Un point qui semble toujours avoir échappé aux rationalistes de fait, c’est qu’il y a nécessairement un écart entre l’expression et la chose à exprimer, donc entre la doctrine et la réalité ; il est toujours possible de reprocher à une doctrine suffisante d’être insuffisante puisqu’aucune doctrine ne peut s’identifier à ce qu’elle entend exprimer ; aucune formulation ne saurait rendre compte de tout ce que d’innombrables besoins de causalité peuvent exiger à tort ou à raison. Si l’expression pouvait être absolument ou sous tout rapport adéquate et exhaustive, — comme le veut une critique philosophique a priori collée aux mots, — il n’y aurait plus aucune différence entre l’image et son prototype et il n’y aurait plus lieu de parler ni de pensée ni même simplement de langage. En réalité, la pensée doctrinale est là pour fournir un ensemble de points de repère, par définition plus ou moins elliptiques mais en tout cas suffisants pour amener la perception mentale de tels aspects du réel. C’est tout ce qu’on est en droit de demander à une doctrine ; le reste est affaire de capacité intellectuelle, de bonne volonté et de grâce.

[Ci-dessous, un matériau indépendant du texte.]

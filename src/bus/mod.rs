// Copyright (c) 2025 Ronan LE MEILLAT, SCTG Development
// This file is part of the rust-sensorstream project and is licensed under the
// SCTG Development Non-Commercial License v1.0 (see LICENSE.md for details).

//! I2C bus transport
//!
//! This module provides the hardware abstraction used by every sensor driver:
//! - Native: direct access to Linux `/dev/i2c-*` devices (Raspberry Pi and friends)
//! - Mock: an in-memory register file emulating devices, for tests and dry runs
//!
//! A bus is shared between every device wired to it, so drivers hold a
//! [`SharedBus`] and lock it for the whole duration of a register transaction.

pub mod mock;
#[cfg(target_os = "linux")]
pub mod native;

use std::sync::Arc;

use anyhow::Result;
use async_trait::async_trait;
use log::{debug, info};
use thiserror::Error;
use tokio::sync::Mutex;

use crate::config::{BusConfig, BusType};

pub use mock::{MockI2cBus, RegisterWrite};
#[cfg(target_os = "linux")]
pub use native::NativeI2cBus;

/// Errors raised by a bus transport
#[derive(Error, Debug)]
pub enum BusError {
    #[error("I2C transaction with device 0x{address:02X} failed: {reason}")]
    Transaction { address: u8, reason: String },

    #[error("No device acknowledged at address 0x{address:02X}")]
    NoDevice { address: u8 },

    #[error("Short read from device 0x{address:02X}: expected {expected} bytes, got {received}")]
    ShortRead {
        address: u8,
        expected: usize,
        received: usize,
    },

    #[error("I2C bus '{device}' is not available: {reason}")]
    Unavailable { device: String, reason: String },
}

/// Register-addressed serial bus transport
#[async_trait]
pub trait I2cBus: Send {
    /// Write `value` into `register` of the device at `address`
    async fn write_byte_to_reg(&mut self, address: u8, register: u8, value: u8)
        -> Result<(), BusError>;

    /// Write a single byte to the device, typically to select a register
    async fn write_byte(&mut self, address: u8, value: u8) -> Result<(), BusError>;

    /// Read a single byte from the currently selected register
    async fn read_byte(&mut self, address: u8) -> Result<u8, BusError>;

    /// Read `count` consecutive bytes starting at the currently selected register
    async fn read_bytes(&mut self, address: u8, count: usize) -> Result<Vec<u8>, BusError>;
}

/// Bus handle shared by every device on the same physical bus
pub type SharedBus = Arc<Mutex<Box<dyn I2cBus>>>;

/// Wrap a bus driver into a [`SharedBus`]
pub fn share<B: I2cBus + 'static>(bus: B) -> SharedBus {
    let driver: Box<dyn I2cBus> = Box::new(bus);
    Arc::new(Mutex::new(driver))
}

/// Create the bus driver described by the configuration
pub fn create_bus(config: &BusConfig) -> Result<SharedBus> {
    debug!("Creating I2C bus with config: {:?}", config);
    match config.bus_type {
        BusType::Native => create_native_bus(&config.device),
        BusType::Mock => {
            info!("Using mock I2C bus, no hardware will be accessed");
            Ok(share(MockI2cBus::with_default_devices()))
        }
    }
}

#[cfg(target_os = "linux")]
fn create_native_bus(device: &str) -> Result<SharedBus> {
    info!("Opening native I2C bus {}", device);
    Ok(share(NativeI2cBus::new(device)?))
}

#[cfg(not(target_os = "linux"))]
fn create_native_bus(device: &str) -> Result<SharedBus> {
    Err(BusError::Unavailable {
        device: device.to_string(),
        reason: "native I2C access is only supported on Linux".to_string(),
    }
    .into())
}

Tout a déjà été dit, et même bien dit ; mais il faut toujours à nouveau le rappeler, et en le rappelant, faire ce qui a toujours été fait : actualiser dans la pensée les certitudes contenues, non dans l’ego pensant, mais dans la substance transpersonnelle de l’intelligence humaine. Humaine, l’intelligence est totale, donc essentiellement capable d’absolu et, par là même, de sens du relatif ; concevoir l’absolu, c’est aussi concevoir le relatif en tant que tel, et c’est ensuite percevoir dans l’absolu les racines du relatif et, dans celui-ci, les reflets de l’absolu. Toute métaphysique et toute cosmologie transcrivent en dernière analyse ce jeu de complémentarité propre à la Mâyâ universelle, et inhérent, par conséquent, à la substance même de l’intelligence.

Pour en revenir à notre livre, nous dirons que sa dialectique est forcément fonction de son message ; elle ne saurait tenir compte des prétentions exorbitantes d’une psychologie — voire d’une biologie — tendant à se substituer absurdement à la philosophie et à la pensée tout court. On ne peut nous reprocher en bonne logique d’utiliser un langage naïf et désuet, alors que précisément notre dialectique se justifie essentiellement par son contenu, lequel est fonction de l’Immuable.

Il n’y a pas d’exterritorialité spirituelle ; existant, l’homme est solidaire de tout ce qu’implique l’Existence. Connaissant, nous sommes appelés à connaître tout l’intelligible ; non ce qui l’est selon notre commodité, mais ce qui l’est selon la capacité humaine et selon la nature des choses.